When chosen to lead Wiltshire County Council in 2003, Scott said: "Being elected leader of the council is a great honour and I intend to devote all of my time and energies to my new responsibilities." For some years, she was a member of the Local Government Association's General Assembly and for a time her name was on the Conservative Party 'A' List of parliamentary candidates. As leader of the county council, from 2007 she successfully argued for a unitary authority for Wiltshire, which would mean the demise of the county's four existing District Councils, facing determined opposition from leading Conservatives, including Eric Pickles and Michael Ancram.

In 2009, in the first elections to a new Wiltshire Council, the unitary authority created by merging the county and its districts, she was elected for a new division called "By Brook". This includes the parishes of Biddestone (with Slaughterford), Castle Combe, Hullavington, Grittleton, Nettleton, North Wraxall, and Yatton Keynell. The Conservatives won 62 of the 98 seats available, and a few days later Scott was elected as the first Leader of the new unitary authority.
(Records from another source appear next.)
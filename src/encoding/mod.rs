//! # Byte Codec
//!
//! Bounds-checked primitives for the engine's on-disk encoding: fixed-width
//! big-endian integers and length-prefixed UTF-8 strings. Records, segment
//! payloads and the file header all go through this module.
//!
//! ## String Encoding
//!
//! Strings carry a `u32` big-endian byte-length prefix followed by the raw
//! UTF-8 bytes. A prefix of `0xFFFF_FFFF` (`-1` as `i32`) encodes the
//! absence of a string and decodes as `None`; this is how optional fields
//! such as a measurement alias are stored.
//!
//! ## Error Handling
//!
//! Every read validates the remaining length and fails with
//! [`StoreError::Corrupt`] on insufficient bytes; a short buffer is always
//! treated as corruption, never as an implicit end-of-stream.

use crate::error::{StoreError, StoreResult};

/// Byte width of the string length prefix.
pub const STR_PREFIX_SIZE: usize = 4;

/// Sentinel length prefix encoding `None`.
const NONE_STR_PREFIX: u32 = u32::MAX;

/// Sequential reader over a byte slice.
#[derive(Debug)]
pub struct ByteReader<'a> {
    buf: &'a [u8],
    pos: usize,
}

impl<'a> ByteReader<'a> {
    pub fn new(buf: &'a [u8]) -> Self {
        Self { buf, pos: 0 }
    }

    pub fn position(&self) -> usize {
        self.pos
    }

    pub fn remaining(&self) -> usize {
        self.buf.len() - self.pos
    }

    fn take(&mut self, len: usize) -> StoreResult<&'a [u8]> {
        if self.remaining() < len {
            return Err(StoreError::corrupt(format!(
                "short read: need {} bytes at offset {}, {} remain",
                len,
                self.pos,
                self.remaining()
            )));
        }
        let slice = &self.buf[self.pos..self.pos + len];
        self.pos += len;
        Ok(slice)
    }

    pub fn read_u8(&mut self) -> StoreResult<u8> {
        Ok(self.take(1)?[0])
    }

    pub fn read_i16(&mut self) -> StoreResult<i16> {
        let b = self.take(2)?;
        Ok(i16::from_be_bytes([b[0], b[1]]))
    }

    pub fn read_u16(&mut self) -> StoreResult<u16> {
        let b = self.take(2)?;
        Ok(u16::from_be_bytes([b[0], b[1]]))
    }

    pub fn read_i32(&mut self) -> StoreResult<i32> {
        let b = self.take(4)?;
        Ok(i32::from_be_bytes([b[0], b[1], b[2], b[3]]))
    }

    pub fn read_u32(&mut self) -> StoreResult<u32> {
        let b = self.take(4)?;
        Ok(u32::from_be_bytes([b[0], b[1], b[2], b[3]]))
    }

    pub fn read_i64(&mut self) -> StoreResult<i64> {
        let b = self.take(8)?;
        Ok(i64::from_be_bytes([
            b[0], b[1], b[2], b[3], b[4], b[5], b[6], b[7],
        ]))
    }

    /// Reads a length-prefixed UTF-8 string. A `-1` prefix yields `None`.
    pub fn read_opt_string(&mut self) -> StoreResult<Option<String>> {
        let len = self.read_u32()?;
        if len == NONE_STR_PREFIX {
            return Ok(None);
        }
        let bytes = self.take(len as usize)?;
        let s = std::str::from_utf8(bytes)
            .map_err(|e| StoreError::corrupt(format!("invalid UTF-8 in string: {e}")))?;
        Ok(Some(s.to_string()))
    }

    pub fn read_string(&mut self) -> StoreResult<String> {
        self.read_opt_string()?
            .ok_or_else(|| StoreError::corrupt("unexpected null string"))
    }
}

/// Sequential writer over a mutable byte slice.
#[derive(Debug)]
pub struct ByteWriter<'a> {
    buf: &'a mut [u8],
    pos: usize,
}

impl<'a> ByteWriter<'a> {
    pub fn new(buf: &'a mut [u8]) -> Self {
        Self { buf, pos: 0 }
    }

    pub fn position(&self) -> usize {
        self.pos
    }

    fn put(&mut self, bytes: &[u8]) -> StoreResult<()> {
        if self.buf.len() - self.pos < bytes.len() {
            return Err(StoreError::corrupt(format!(
                "short write: need {} bytes at offset {}, {} remain",
                bytes.len(),
                self.pos,
                self.buf.len() - self.pos
            )));
        }
        self.buf[self.pos..self.pos + bytes.len()].copy_from_slice(bytes);
        self.pos += bytes.len();
        Ok(())
    }

    pub fn write_u8(&mut self, v: u8) -> StoreResult<()> {
        self.put(&[v])
    }

    pub fn write_i16(&mut self, v: i16) -> StoreResult<()> {
        self.put(&v.to_be_bytes())
    }

    pub fn write_u16(&mut self, v: u16) -> StoreResult<()> {
        self.put(&v.to_be_bytes())
    }

    pub fn write_i32(&mut self, v: i32) -> StoreResult<()> {
        self.put(&v.to_be_bytes())
    }

    pub fn write_u32(&mut self, v: u32) -> StoreResult<()> {
        self.put(&v.to_be_bytes())
    }

    pub fn write_i64(&mut self, v: i64) -> StoreResult<()> {
        self.put(&v.to_be_bytes())
    }

    /// Writes a length-prefixed UTF-8 string; `None` writes the `-1` prefix.
    pub fn write_opt_string(&mut self, s: Option<&str>) -> StoreResult<()> {
        match s {
            Some(s) => {
                self.write_u32(s.len() as u32)?;
                self.put(s.as_bytes())
            }
            None => self.write_u32(NONE_STR_PREFIX),
        }
    }

    pub fn write_string(&mut self, s: &str) -> StoreResult<()> {
        self.write_opt_string(Some(s))
    }
}

/// Encoded byte length of a length-prefixed string.
pub fn string_len(s: &str) -> usize {
    STR_PREFIX_SIZE + s.len()
}

/// Encoded byte length of an optional length-prefixed string.
pub fn opt_string_len(s: Option<&str>) -> usize {
    STR_PREFIX_SIZE + s.map_or(0, str::len)
}

#[cfg(test)]
mod tests {
    use super::*;

    #[test]
    fn integer_round_trip_is_big_endian() {
        let mut buf = [0u8; 32];
        let mut w = ByteWriter::new(&mut buf);
        w.write_u8(0xAB).unwrap();
        w.write_i16(-2).unwrap();
        w.write_u32(0x1122_3344).unwrap();
        w.write_i64(-1).unwrap();

        assert_eq!(buf[0], 0xAB);
        assert_eq!(&buf[1..3], &[0xFF, 0xFE]);
        assert_eq!(&buf[3..7], &[0x11, 0x22, 0x33, 0x44]);
        assert_eq!(&buf[7..15], &[0xFF; 8]);

        let mut r = ByteReader::new(&buf);
        assert_eq!(r.read_u8().unwrap(), 0xAB);
        assert_eq!(r.read_i16().unwrap(), -2);
        assert_eq!(r.read_u32().unwrap(), 0x1122_3344);
        assert_eq!(r.read_i64().unwrap(), -1);
    }

    #[test]
    fn string_round_trip() {
        let mut buf = [0u8; 64];
        let mut w = ByteWriter::new(&mut buf);
        w.write_string("temperature").unwrap();
        let written = w.position();
        assert_eq!(written, string_len("temperature"));

        let mut r = ByteReader::new(&buf);
        assert_eq!(r.read_string().unwrap(), "temperature");
    }

    #[test]
    fn none_string_uses_negative_prefix() {
        let mut buf = [0u8; 8];
        let mut w = ByteWriter::new(&mut buf);
        w.write_opt_string(None).unwrap();
        assert_eq!(&buf[..4], &[0xFF, 0xFF, 0xFF, 0xFF]);

        let mut r = ByteReader::new(&buf);
        assert_eq!(r.read_opt_string().unwrap(), None);
    }

    #[test]
    fn empty_string_is_not_none() {
        let mut buf = [0u8; 8];
        let mut w = ByteWriter::new(&mut buf);
        w.write_string("").unwrap();

        let mut r = ByteReader::new(&buf);
        assert_eq!(r.read_opt_string().unwrap(), Some(String::new()));
    }

    #[test]
    fn short_read_is_corrupt() {
        let buf = [0u8; 3];
        let mut r = ByteReader::new(&buf);
        let err = r.read_u32().unwrap_err();
        assert!(matches!(err, StoreError::Corrupt(_)));
        assert!(err.to_string().contains("short read"));
    }

    #[test]
    fn truncated_string_body_is_corrupt() {
        let mut buf = [0u8; 8];
        buf[..4].copy_from_slice(&100u32.to_be_bytes());
        let mut r = ByteReader::new(&buf);
        assert!(matches!(
            r.read_string().unwrap_err(),
            StoreError::Corrupt(_)
        ));
    }

    #[test]
    fn short_write_is_rejected() {
        let mut buf = [0u8; 2];
        let mut w = ByteWriter::new(&mut buf);
        assert!(matches!(
            w.write_u32(1).unwrap_err(),
            StoreError::Corrupt(_)
        ));
    }

    #[test]
    fn invalid_utf8_is_corrupt() {
        let mut buf = [0u8; 8];
        buf[..4].copy_from_slice(&2u32.to_be_bytes());
        buf[4] = 0xFF;
        buf[5] = 0xFE;
        let mut r = ByteReader::new(&buf);
        assert!(matches!(
            r.read_string().unwrap_err(),
            StoreError::Corrupt(_)
        ));
    }
}
//! AprilTag detection backend.

use super::{TagDetection, TagDetector};
use board_vision_core::GrayFrameView;
use nalgebra::Point2;

#[derive(thiserror::Error, Debug)]
pub enum TagBackendError {
    #[error("apriltag detector init failed: {0}")]
    Init(String),
}

/// AprilTag detector over the tag36h11 family used on the board.
pub struct AprilTagDetector {
    detector: apriltag::Detector,
}

impl AprilTagDetector {
    pub fn new() -> Result<Self, TagBackendError> {
        let detector = apriltag::DetectorBuilder::new()
            .add_family_bits(apriltag::Family::tag_36h11(), 1)
            .build()
            .map_err(|e| TagBackendError::Init(e.to_string()))?;
        Ok(Self { detector })
    }
}

impl TagDetector for AprilTagDetector {
    fn detect(&mut self, frame: &GrayFrameView<'_>) -> Vec<TagDetection> {
        let mut image =
            match apriltag::Image::zeros_with_stride(frame.width, frame.height, frame.width) {
                Ok(image) => image,
                Err(e) => {
                    log::warn!("apriltag image alloc failed: {e}");
                    return Vec::new();
                }
            };
        for y in 0..frame.height {
            for x in 0..frame.width {
                image[(x, y)] = frame.data[y * frame.width + x];
            }
        }

        self.detector
            .detect(&image)
            .iter()
            .map(|det| {
                let c = det.corners();
                TagDetection {
                    id: det.id() as u32,
                    corners: [
                        Point2::new(c[0][0] as f32, c[0][1] as f32),
                        Point2::new(c[1][0] as f32, c[1][1] as f32),
                        Point2::new(c[2][0] as f32, c[2][1] as f32),
                        Point2::new(c[3][0] as f32, c[3][1] as f32),
                    ],
                }
            })
            .collect()
    }
}
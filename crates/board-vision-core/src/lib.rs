//! Core image and geometry types for chessboard vision.
//!
//! This crate is intentionally small and purely pixel/geometric. It does
//! *not* know about fiducial tags, chess squares, or camera devices; those
//! live in `board-vision`.

mod frame;
mod logger;
mod quad;
mod transform;

pub use frame::{sample_bilinear, sample_bilinear_u8, GrayFrame, GrayFrameView};
pub use logger::init_with_level;
pub use quad::{CellQuad, PixelBounds};
pub use transform::FrameTransform;

#[cfg(feature = "image")]
pub use frame::{frame_from_luma8, frame_to_luma8};
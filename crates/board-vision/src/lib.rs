//! Chessboard localization and move perception for a chess-playing robot arm.
//!
//! The camera looks down at a physical board with fiducial tags glued next to
//! its corners. Per game this crate:
//! - resolves the tags to named board corners ([`TagLocator`]),
//! - builds the 8×8 cell grid in pixel space ([`BoardGrid`]),
//! - compares a stored reference frame against a fresh capture and ranks
//!   cells by dissimilarity ([`ChangeDetector`]),
//! - combines the two most-changed cells with the engine's occupancy query to
//!   recover the opponent's move ([`resolve_move`]).
//!
//! [`BoardSession`] owns the camera for the life of a game and wires the
//! pieces together into the turn protocol. Everything is synchronous and
//! single-threaded; the pipeline samples one frame per turn.
//!
//! ## Quickstart
//!
//! ```no_run
//! use board_vision::{BoardSession, BoardViewConfig, ReplaySource, TagDetection};
//! use board_vision_core::GrayFrameView;
//!
//! struct NoTags;
//! impl board_vision::TagDetector for NoTags {
//!     fn detect(&mut self, _frame: &GrayFrameView<'_>) -> Vec<TagDetection> {
//!         Vec::new()
//!     }
//! }
//!
//! # fn main() -> Result<(), Box<dyn std::error::Error>> {
//! let config = BoardViewConfig::default();
//! let source = ReplaySource::new(Vec::new());
//! let mut session = BoardSession::new(config, source, NoTags)?;
//! let grid = session.locate_board()?;
//! println!("cells: {}", grid.len());
//! # Ok(())
//! # }
//! ```

mod change;
mod config;
mod grid;
mod locator;
mod poses;
mod render;
mod resolve;
mod session;
mod source;
mod ssim;
mod tags;

pub use change::{top_pair, CellScore, ChangeDetector, DiffError};
pub use config::{BoardViewConfig, ConfigError, ConfigIoError, CornerName, CornerSpec};
pub use grid::{BoardGrid, GridError, Square};
pub use locator::{BoardCorner, LocateError, TagLocator};
pub use poses::{ArmTarget, SquarePoses};
pub use render::overlay_ranking;
pub use resolve::{resolve_move, BoardState, PieceColor, PieceKind, ResolveError, ResolvedMove};
pub use session::{BoardSession, TurnError};
pub use source::{CaptureError, FrameSource, ReplaySource};
pub use ssim::similarity_map;
pub use tags::{TagDetection, TagDetector};

#[cfg(feature = "apriltag")]
pub use tags::{AprilTagDetector, TagBackendError};

#[cfg(feature = "v4l")]
pub use source::V4lSource;
//! Frame sources: the camera seam of the pipeline.
//!
//! A [`FrameSource`] is a synchronous single-frame capture device. The
//! session acquires one source at construction and holds it exclusively for
//! the life of the game; dropping the source releases the device on every
//! exit path.

use board_vision_core::GrayFrame;
use std::collections::VecDeque;

#[cfg(feature = "v4l")]
mod v4l_source;

#[cfg(feature = "v4l")]
pub use v4l_source::V4lSource;

/// Capture failures. Propagated to the caller; the only silent retries are
/// the documented buffer-flush reads.
#[derive(thiserror::Error, Debug)]
pub enum CaptureError {
    #[error("camera device unavailable: {0}")]
    Device(String),
    #[error("camera returned an empty frame")]
    EmptyFrame,
    #[error("frame data too short: expected {expected} bytes, got {got}")]
    ShortFrame { expected: usize, got: usize },
    #[error("replay footage exhausted")]
    Exhausted,
    #[error(transparent)]
    Io(#[from] std::io::Error),
}

/// Blocking single-frame capture.
pub trait FrameSource {
    /// Capture one grayscale frame. Blocks until a frame is available.
    fn capture(&mut self) -> Result<GrayFrame, CaptureError>;

    /// Discard `n` buffered frames. Cameras that buffer internally hand out
    /// stale frames first; sampling code flushes before every real capture.
    fn flush(&mut self, n: usize) -> Result<(), CaptureError> {
        for _ in 0..n {
            self.capture()?;
        }
        Ok(())
    }
}

/// In-memory frame sequence: tests, demos, and offline analysis.
#[derive(Debug, Default)]
pub struct ReplaySource {
    frames: VecDeque<GrayFrame>,
}

impl ReplaySource {
    pub fn new(frames: impl IntoIterator<Item = GrayFrame>) -> Self {
        Self {
            frames: frames.into_iter().collect(),
        }
    }

    /// Append a frame to the tail of the sequence.
    pub fn push(&mut self, frame: GrayFrame) {
        self.frames.push_back(frame);
    }

    pub fn remaining(&self) -> usize {
        self.frames.len()
    }
}

impl FrameSource for ReplaySource {
    fn capture(&mut self) -> Result<GrayFrame, CaptureError> {
        self.frames.pop_front().ok_or(CaptureError::Exhausted)
    }

    /// Replay footage has no stale device buffer; flushing is a no-op.
    fn flush(&mut self, _n: usize) -> Result<(), CaptureError> {
        Ok(())
    }
}
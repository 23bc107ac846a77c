//! Fiducial tag observations and the detector seam.
//!
//! Detection itself is pluggable: the locator consumes whatever implements
//! [`TagDetector`]. The `apriltag` feature binds the AprilTag library; tests
//! script detections directly.

use board_vision_core::GrayFrameView;
use nalgebra::Point2;
use serde::{Deserialize, Serialize};

#[cfg(feature = "apriltag")]
mod apriltag_detector;

#[cfg(feature = "apriltag")]
pub use apriltag_detector::{AprilTagDetector, TagBackendError};

/// One detected fiducial marker: its dictionary id and 4 corner points in
/// pixel coordinates, in the detector's consistent winding order.
#[derive(Clone, Copy, Debug, PartialEq, Serialize, Deserialize)]
pub struct TagDetection {
    pub id: u32,
    pub corners: [Point2<f32>; 4],
}

impl TagDetection {
    /// Corner point by index; `None` past the 4 tag corners.
    #[inline]
    pub fn corner(&self, index: usize) -> Option<Point2<f32>> {
        self.corners.get(index).copied()
    }
}

/// Detect fiducial markers in a normalized grayscale frame.
///
/// Detections are re-computed per localization call; implementations keep no
/// cross-frame state of their own.
pub trait TagDetector {
    fn detect(&mut self, frame: &GrayFrameView<'_>) -> Vec<TagDetection>;
}

impl<F> TagDetector for F
where
    F: FnMut(&GrayFrameView<'_>) -> Vec<TagDetection>,
{
    fn detect(&mut self, frame: &GrayFrameView<'_>) -> Vec<TagDetection> {
        self(frame)
    }
}
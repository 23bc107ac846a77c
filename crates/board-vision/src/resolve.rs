//! Move resolution: candidate cells plus occupancy become a chess move.
//!
//! Occupancy comes from the external chess-state component through the
//! [`BoardState`] trait; this module never tracks pieces itself.

use crate::grid::Square;
use serde::{Deserialize, Serialize};

#[derive(Clone, Copy, Debug, Eq, PartialEq, Serialize, Deserialize)]
#[serde(rename_all = "snake_case")]
pub enum PieceColor {
    White,
    Black,
}

#[derive(Clone, Copy, Debug, Eq, PartialEq, Serialize, Deserialize)]
#[serde(rename_all = "snake_case")]
pub enum PieceKind {
    Pawn,
    Knight,
    Bishop,
    Rook,
    Queen,
    King,
}

impl PieceKind {
    /// Height above the board surface at which the gripper closes, metres.
    pub fn grip_height(&self) -> f32 {
        match self {
            PieceKind::Pawn => 0.011,
            PieceKind::Knight => 0.014,
            PieceKind::Bishop => 0.016,
            PieceKind::Rook => 0.013,
            PieceKind::Queen => 0.019,
            PieceKind::King => 0.022,
        }
    }
}

/// Occupancy query answered by the external chess-state component.
pub trait BoardState {
    fn piece_at(&self, square: Square) -> Option<(PieceColor, PieceKind)>;
}

/// A recovered move: the mover's piece left `from` and landed on `to`.
#[derive(Clone, Copy, Debug, PartialEq, Serialize, Deserialize)]
pub struct ResolvedMove {
    pub from: Square,
    pub to: Square,
    pub piece: (PieceColor, PieceKind),
}

/// Resolution failures. Both are recoverable: prompt for a re-scan.
#[derive(thiserror::Error, Debug, PartialEq)]
pub enum ResolveError {
    #[error("both candidate cells {0} and {1} hold {2:?} pieces")]
    BothMoverColor(Square, Square, PieceColor),
    #[error("neither candidate cell {0} nor {1} holds a {2:?} piece")]
    NeitherMoverColor(Square, Square, PieceColor),
}

/// Decide which candidate is the source and which the destination.
///
/// The candidate occupied by a piece of `mover` color (in the pre-move board
/// state) is the square the piece came from; the other candidate is where it
/// went. A move that touched more than two squares (castling, en passant)
/// still resolves only the two most-changed cells; the caller owns any
/// special-casing.
pub fn resolve_move(
    candidates: [Square; 2],
    state: &impl BoardState,
    mover: PieceColor,
) -> Result<ResolvedMove, ResolveError> {
    let [a, b] = candidates;
    let mover_piece = |sq: Square| state.piece_at(sq).filter(|(color, _)| *color == mover);

    match (mover_piece(a), mover_piece(b)) {
        (Some(piece), None) => Ok(ResolvedMove {
            from: a,
            to: b,
            piece,
        }),
        (None, Some(piece)) => Ok(ResolvedMove {
            from: b,
            to: a,
            piece,
        }),
        (Some(_), Some(_)) => Err(ResolveError::BothMoverColor(a, b, mover)),
        (None, None) => Err(ResolveError::NeitherMoverColor(a, b, mover)),
    }
}

#[cfg(test)]
mod tests {
    use super::*;
    use std::collections::HashMap;

    struct MapState(HashMap<Square, (PieceColor, PieceKind)>);

    impl MapState {
        fn new(pieces: &[(&str, PieceColor, PieceKind)]) -> Self {
            Self(
                pieces
                    .iter()
                    .map(|(label, color, kind)| (label.parse().expect("label"), (*color, *kind)))
                    .collect(),
            )
        }
    }

    impl BoardState for MapState {
        fn piece_at(&self, square: Square) -> Option<(PieceColor, PieceKind)> {
            self.0.get(&square).copied()
        }
    }

    fn sq(label: &str) -> Square {
        label.parse().expect("label")
    }

    #[test]
    fn mover_piece_marks_the_source_square() {
        let state = MapState::new(&[("e2", PieceColor::White, PieceKind::Pawn)]);
        let resolved =
            resolve_move([sq("e2"), sq("e4")], &state, PieceColor::White).expect("resolve");
        assert_eq!(resolved.from, sq("e2"));
        assert_eq!(resolved.to, sq("e4"));
        assert_eq!(resolved.piece, (PieceColor::White, PieceKind::Pawn));
    }

    #[test]
    fn candidate_order_does_not_matter() {
        let state = MapState::new(&[("g8", PieceColor::Black, PieceKind::Knight)]);
        let resolved =
            resolve_move([sq("f6"), sq("g8")], &state, PieceColor::Black).expect("resolve");
        assert_eq!(resolved.from, sq("g8"));
        assert_eq!(resolved.to, sq("f6"));
    }

    #[test]
    fn capture_squares_resolve_to_the_mover() {
        // Destination holds an opponent piece: a capture, not ambiguity.
        let state = MapState::new(&[
            ("d5", PieceColor::Black, PieceKind::Pawn),
            ("e4", PieceColor::White, PieceKind::Pawn),
        ]);
        let resolved =
            resolve_move([sq("d5"), sq("e4")], &state, PieceColor::Black).expect("resolve");
        assert_eq!(resolved.from, sq("d5"));
        assert_eq!(resolved.to, sq("e4"));
    }

    #[test]
    fn both_mover_color_is_ambiguous() {
        let state = MapState::new(&[
            ("a1", PieceColor::White, PieceKind::Rook),
            ("a2", PieceColor::White, PieceKind::Pawn),
        ]);
        assert_eq!(
            resolve_move([sq("a1"), sq("a2")], &state, PieceColor::White),
            Err(ResolveError::BothMoverColor(
                sq("a1"),
                sq("a2"),
                PieceColor::White
            ))
        );
    }

    #[test]
    fn neither_mover_color_is_ambiguous() {
        let state = MapState::new(&[("h7", PieceColor::Black, PieceKind::Pawn)]);
        assert_eq!(
            resolve_move([sq("h4"), sq("h7")], &state, PieceColor::White),
            Err(ResolveError::NeitherMoverColor(
                sq("h4"),
                sq("h7"),
                PieceColor::White
            ))
        );
    }
}
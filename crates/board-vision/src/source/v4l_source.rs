//! Video4Linux capture backend.

use super::{CaptureError, FrameSource};
use board_vision_core::GrayFrame;
use v4l::buffer::Type;
use v4l::io::mmap::Stream;
use v4l::io::traits::CaptureStream;
use v4l::video::Capture;
use v4l::{Device, FourCC};

/// V4L2 camera. Negotiates YUYV and extracts the luma plane.
///
/// A mapped stream is created per capture and torn down afterwards. The
/// pipeline samples one frame per turn, so stream setup cost is irrelevant
/// and the device handle stays the only long-lived resource.
pub struct V4lSource {
    device: Device,
    width: usize,
    height: usize,
}

impl V4lSource {
    /// Open `/dev/video{index}` and negotiate a YUYV format.
    pub fn open(index: usize) -> Result<Self, CaptureError> {
        let device = Device::new(index)?;
        let mut fmt = device.format()?;
        fmt.fourcc = FourCC::new(b"YUYV");
        let fmt = device.set_format(&fmt)?;
        if &fmt.fourcc.repr != b"YUYV" {
            return Err(CaptureError::Device(format!(
                "/dev/video{index} does not support YUYV (offered {})",
                fmt.fourcc
            )));
        }
        log::info!(
            "opened /dev/video{index}: {}x{} YUYV",
            fmt.width,
            fmt.height
        );
        Ok(Self {
            device,
            width: fmt.width as usize,
            height: fmt.height as usize,
        })
    }

    pub fn dimensions(&self) -> (usize, usize) {
        (self.width, self.height)
    }
}

impl FrameSource for V4lSource {
    fn capture(&mut self) -> Result<GrayFrame, CaptureError> {
        let mut stream = Stream::with_buffers(&self.device, Type::VideoCapture, 2)?;
        let (buf, _meta) = stream.next()?;
        if buf.is_empty() {
            return Err(CaptureError::EmptyFrame);
        }
        let expected = self.width * self.height * 2;
        if buf.len() < expected {
            return Err(CaptureError::ShortFrame {
                expected,
                got: buf.len(),
            });
        }
        // YUYV packs two pixels in four bytes; luma sits at even offsets.
        let data: Vec<u8> = buf[..expected].iter().step_by(2).copied().collect();
        Ok(GrayFrame {
            width: self.width,
            height: self.height,
            data,
        })
    }
}
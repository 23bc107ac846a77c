//! Minimal logger.
//!
//! Prints `[elapsed LEVEL] message` to stderr with a simple elapsed-time
//! prefix. Binaries call `init_with_level` once at startup; library code
//! only uses the `log` macros.

use std::io::Write;
use std::sync::OnceLock;
use std::time::Instant;

use log::{LevelFilter, Log, Metadata, Record};

struct StderrLogger {
    level: LevelFilter,
    started: Instant,
}

impl Log for StderrLogger {
    fn enabled(&self, metadata: &Metadata) -> bool {
        metadata.level() <= self.level
    }

    fn log(&self, record: &Record) {
        if !self.enabled(record.metadata()) {
            return;
        }

        let elapsed = self.started.elapsed().as_secs_f64();
        let mut stderr = std::io::stderr();
        let _ = writeln!(
            stderr,
            "[{:7.3}s {:>5}] {}",
            elapsed,
            record.level(),
            record.args()
        );
    }

    fn flush(&self) {}
}

static LOGGER: OnceLock<StderrLogger> = OnceLock::new();

/// Install the stderr logger with the provided level filter.
///
/// Calling this more than once is a no-op after the first successful
/// initialization.
pub fn init_with_level(level: LevelFilter) -> Result<(), log::SetLoggerError> {
    if LOGGER.get().is_none() {
        let logger = LOGGER.get_or_init(|| StderrLogger {
            level,
            started: Instant::now(),
        });
        log::set_logger(logger)?;
        log::set_max_level(level);
    }
    Ok(())
}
Scott was appointed OBE in the 2010 New Year Honours for services to local government.
On 27 August 2015 it was announced that on the nomination of David Cameron she was to be created a life peer, giving her a seat in the House of Lords. She was created Baroness Scott of Bybrook, of Upper Wraxall in the County of Wiltshire, on the afternoon of 8 October. The title refers to the Bybrook River, after which Scott's electoral division of Wiltshire was named.

She was a member of the National Youth Agency and the Wiltshire and Swindon Learning Skills Council. chair of the Wiltshire Strategic Board, and a Local Education Authority Inspector for Ofsted.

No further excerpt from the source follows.